Per una sera, ognuno poteva
vivere l’illusione di essere qualcun altro. O ciò che avrebbe voluto essere.
Si lisciò la gonna di lana
marrone che aveva indossato sopra alla camicia vittoriana a collo alto per dare
un tocco tradizionale al suo personaggio, togliendovi un paio di foglie e
ignorando il fatto che le arrivasse fin sotto le ginocchia. Emily l’avrebbe
bacchettata per non aver scelto la versione sexy che avevano concordato qualche
giorno prima, ma ormai il danno era fatto.
Tornare indietro era
impossibile; per suo grande sollievo.
Canticchiando This is Halloween,
continuò a saltellare, non facendo caso alle sciocche risatine di un gruppo di
spogliarelliste che incrociò per strada, o almeno credette che lo fossero
nonostante la giovane età. Forse non avrebbero più riso così di gusto se
avessero saputo che nella borsa teneva un coltello da macellaio lungo quindici
centimetri per i possibili lupi in agguato. In fondo, una ragazza doveva pur
provvedere a se stessa. In qualche modo.
Con un ultimo saltello, si
fermò vicino al bar dove andava abitualmente, scenario di molti incontri del
club del libro. Anche se chiamarlo club era un’esagerazione bella e buona, dato
che gli unici membri di cui era composto erano lei, Emily e Sarah, e perdevano
più tempo a litigare tra loro a causa delle diverse vedute sul romanticismo
contemporaneo che a discutere amorevolmente su quanto avessero letto.
In altre parole, era solo
una scusa per strafarsi di caffeina e zuccheri mentre Emily raccontava loro la
sua nuova idea per il romanzo che tentava di scrivere senza troppo successo.
Chiuse gli occhi e inspirò,
sollevando la testa per percepire meglio l’odore zuccherino che imprimeva la
frizzante aria ottobrina. Mescolato alla fragranza delle foglie che maceravano
a terra e delle zucche intagliate sparse per il vicinato, creava un’essenza
aromatica strana, quasi unica, percettibile esclusivamente in quel periodo
dell’anno. Per non parlare poi degli aromi che provenivano dall’interno del
caffè. Il suo stomaco gorgogliò in risposta di tale impulso.

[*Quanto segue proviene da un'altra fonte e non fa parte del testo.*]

//! Output packaging
//!
//! Compresses the generated project into `converted-project-<stamp>.zip` in the
//! downloads directory. Entries are relative to the project root, use `/`
//! separators and are added in sorted order. Blocking: call from
//! `spawn_blocking`.
//!
//! The archive is written to a `.part` file in a staging directory outside the
//! served downloads tree, synced, then renamed into place, so a half-written
//! archive is never reachable by URL. Staging and downloads must share a
//! filesystem for the rename to succeed.

use std::fs::{self, File};
use std::io;
use std::path::{Path, PathBuf};
use thiserror::Error;
use tracing::debug;
use walkdir::WalkDir;
use zip::result::ZipError;
use zip::write::SimpleFileOptions;
use zip::{CompressionMethod, ZipWriter};

/// Deflate level used for every entry
pub const COMPRESSION_LEVEL: i64 = 9;

#[derive(Debug, Error)]
pub enum PackageError {
    #[error("I/O error at {}: {source}", path.display())]
    Io {
        path: PathBuf,
        #[source]
        source: io::Error,
    },

    #[error("Walk error: {0}")]
    Walk(#[from] walkdir::Error),

    #[error("Zip error: {0}")]
    Zip(#[from] ZipError),
}

impl PackageError {
    fn io(path: &Path) -> impl FnOnce(io::Error) -> PackageError + '_ {
        move |source| PackageError::Io {
            path: path.to_path_buf(),
            source,
        }
    }
}

/// File name of the packaged project for a job stamp
pub fn archive_file_name(stamp: &str) -> String {
    format!("converted-project-{}.zip", stamp)
}

fn entry_name(relative: &Path) -> String {
    relative
        .components()
        .map(|c| c.as_os_str().to_string_lossy())
        .collect::<Vec<_>>()
        .join("/")
}

/// In-progress archive path inside the staging directory
pub fn part_file_path(staging_dir: &Path, stamp: &str) -> PathBuf {
    staging_dir.join(format!("{}.part", archive_file_name(stamp)))
}

/// Zip `source_dir` into the downloads directory and return the archive path
pub fn package_directory(
    source_dir: &Path,
    staging_dir: &Path,
    downloads_dir: &Path,
    stamp: &str,
) -> Result<PathBuf, PackageError> {
    fs::create_dir_all(staging_dir).map_err(PackageError::io(staging_dir))?;
    fs::create_dir_all(downloads_dir).map_err(PackageError::io(downloads_dir))?;

    let final_path = downloads_dir.join(archive_file_name(stamp));
    let part_path = part_file_path(staging_dir, stamp);

    let result = write_archive(source_dir, &part_path)
        .and_then(|()| fs::rename(&part_path, &final_path).map_err(PackageError::io(&final_path)));

    if result.is_err() {
        let _ = fs::remove_file(&part_path);
    }
    result?;

    debug!("Packaged {} -> {}", source_dir.display(), final_path.display());
    Ok(final_path)
}

fn write_archive(source_dir: &Path, part_path: &Path) -> Result<(), PackageError> {
    let file = File::create(part_path).map_err(PackageError::io(part_path))?;
    let mut writer = ZipWriter::new(file);
    let options = SimpleFileOptions::default()
        .compression_method(CompressionMethod::Deflated)
        .compression_level(Some(COMPRESSION_LEVEL));

    for entry in WalkDir::new(source_dir)
        .follow_links(false)
        .sort_by_file_name()
        .min_depth(1)
    {
        let entry = entry?;
        let path = entry.path();
        let relative = path.strip_prefix(source_dir).unwrap_or(path);
        let name = entry_name(relative);

        if entry.file_type().is_dir() {
            writer.add_directory(format!("{}/", name), options)?;
        } else if entry.file_type().is_file() {
            writer.start_file(name, options)?;
            let mut input = File::open(path).map_err(PackageError::io(path))?;
            io::copy(&mut input, &mut writer).map_err(PackageError::io(path))?;
        }
    }

    let file = writer.finish()?;
    file.sync_all().map_err(PackageError::io(part_path))?;
    Ok(())
}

Aveva appena incominciato a
pensare a quali dolci i suoi vicini avrebbero spartito ai bambini in
processione, quando una voce in lontananza richiamò la sua attenzione.
Reduce da molti incontri
ravvicinati del tipo Emily, il suo corpo si preparò istintivamente all’impatto
ancora prima dell’apparizione della figura gialla e nera nel suo campo visivo.
Lo scontro fu titanico.
«Alex! Per un attimo ho
temuto che non venissi!» esclamò la sua migliore amica, lasciandola
scombussolata mentre scioglieva il suo abbraccio e le permetteva di respirare.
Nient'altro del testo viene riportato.